▶ _BRIEF_
Give the data back exactly as it stands.

== Segment start ==

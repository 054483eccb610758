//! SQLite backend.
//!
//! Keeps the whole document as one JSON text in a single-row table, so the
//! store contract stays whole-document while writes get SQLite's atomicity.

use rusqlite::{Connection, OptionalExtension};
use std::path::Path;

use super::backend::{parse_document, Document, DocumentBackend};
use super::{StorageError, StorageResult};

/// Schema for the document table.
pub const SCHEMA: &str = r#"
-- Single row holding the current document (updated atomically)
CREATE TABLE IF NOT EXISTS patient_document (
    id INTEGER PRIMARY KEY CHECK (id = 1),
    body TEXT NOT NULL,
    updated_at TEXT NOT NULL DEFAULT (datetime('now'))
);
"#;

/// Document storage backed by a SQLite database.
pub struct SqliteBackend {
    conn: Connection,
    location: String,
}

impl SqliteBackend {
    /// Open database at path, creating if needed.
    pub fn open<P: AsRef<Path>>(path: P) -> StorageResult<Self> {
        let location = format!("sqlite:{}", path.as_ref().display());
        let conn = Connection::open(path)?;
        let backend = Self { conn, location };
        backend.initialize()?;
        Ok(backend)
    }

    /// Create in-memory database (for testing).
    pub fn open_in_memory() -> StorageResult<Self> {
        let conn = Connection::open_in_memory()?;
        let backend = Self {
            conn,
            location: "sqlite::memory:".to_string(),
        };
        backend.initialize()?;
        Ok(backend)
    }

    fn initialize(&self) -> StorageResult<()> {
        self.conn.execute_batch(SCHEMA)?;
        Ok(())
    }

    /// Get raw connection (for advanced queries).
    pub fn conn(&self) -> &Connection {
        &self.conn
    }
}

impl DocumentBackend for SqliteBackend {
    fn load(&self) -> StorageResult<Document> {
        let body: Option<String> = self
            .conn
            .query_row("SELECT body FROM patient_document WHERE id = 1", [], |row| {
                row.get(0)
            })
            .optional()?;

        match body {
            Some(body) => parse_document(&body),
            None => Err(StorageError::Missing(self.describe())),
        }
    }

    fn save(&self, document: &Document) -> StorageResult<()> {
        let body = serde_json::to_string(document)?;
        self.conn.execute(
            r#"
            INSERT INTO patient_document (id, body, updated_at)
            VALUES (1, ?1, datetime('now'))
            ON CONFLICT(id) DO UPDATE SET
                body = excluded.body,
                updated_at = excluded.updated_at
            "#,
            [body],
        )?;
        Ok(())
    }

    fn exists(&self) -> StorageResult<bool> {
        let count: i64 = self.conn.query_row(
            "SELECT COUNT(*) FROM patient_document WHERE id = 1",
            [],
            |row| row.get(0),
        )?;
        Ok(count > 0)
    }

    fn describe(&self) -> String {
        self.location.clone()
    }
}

== Segment end ==

▶ _RESPONSE_
repository 054483eccb610758
//! SQLite backend.
//!
//! Keeps the whole document as one JSON text in a single-row table, so the
//! store contract stays whole-document while writes get SQLite's atomicity.

use rusqlite::{Connection, OptionalExtension};
use std::path::Path;

use super::backend::{parse_document, Document, DocumentBackend};
use super::{StorageError, StorageResult};

/// Schema for the document table.
pub const SCHEMA: &str = r#"
-- Single row holding the current document (updated atomically)
CREATE TABLE IF NOT EXISTS patient_document (
    id INTEGER PRIMARY KEY CHECK (id = 1),
    body TEXT NOT NULL,
    updated_at TEXT NOT NULL DEFAULT (datetime('now'))
);
"#;

/// Document storage backed by a SQLite database.
pub struct SqliteBackend {
    conn: Connection,
    location: String,
}

impl SqliteBackend {
    /// Open database at path, creating if needed.
    pub fn open<P: AsRef<Path>>(path: P) -> StorageResult<Self> {
        let location = format!("sqlite:{}", path.as_ref().display());
        let conn = Connection::open(path)?;
        let backend = Self { conn, location };
        backend.initialize()?;
        Ok(backend)
    }

    /// Create in-memory database (for testing).
    pub fn open_in_memory() -> StorageResult<Self> {
        let conn = Connection::open_in_memory()?;
        let backend = Self {
            conn,
            location: "sqlite::memory:".to_string(),
        };
        backend.initialize()?;
        Ok(backend)
    }

    fn initialize(&self) -> StorageResult<()> {
        self.conn.execute_batch(SCHEMA)?;
        Ok(())
    }

    /// Get raw connection (for advanced queries).
    pub fn conn(&self) -> &Connection {
        &self.conn
    }
}

impl DocumentBackend for SqliteBackend {
    fn load(&self) -> StorageResult<Document> {
        let body: Option<String> = self
            .conn
            .query_row("SELECT body FROM patient_document WHERE id = 1", [], |row| {
                row.get(0)
            })
            .optional()?;

        match body {
            Some(body) => parse_document(&body),
            None => Err(StorageError::Missing(self.describe())),
        }
    }

    fn save(&self, document: &Document) -> StorageResult<()> {
        let body = serde_json::to_string(document)?;
        self.conn.execute(
            r#"
            INSERT INTO patient_document (id, body, updated_at)
            VALUES (1, ?1, datetime('now'))
            ON CONFLICT(id) DO UPDATE SET
                body = excluded.body,
                updated_at = excluded.updated_at
            "#,
            [body],
        )?;
        Ok(())
    }

    fn exists(&self) -> StorageResult<bool> {
        let count: i64 = self.conn.query_row(
            "SELECT COUNT(*) FROM patient_document WHERE id = 1",
            [],
            |row| row.get(0),
        )?;
        Ok(count > 0)
    }

    fn describe(&self) -> String {
        self.location.clone()
    }
}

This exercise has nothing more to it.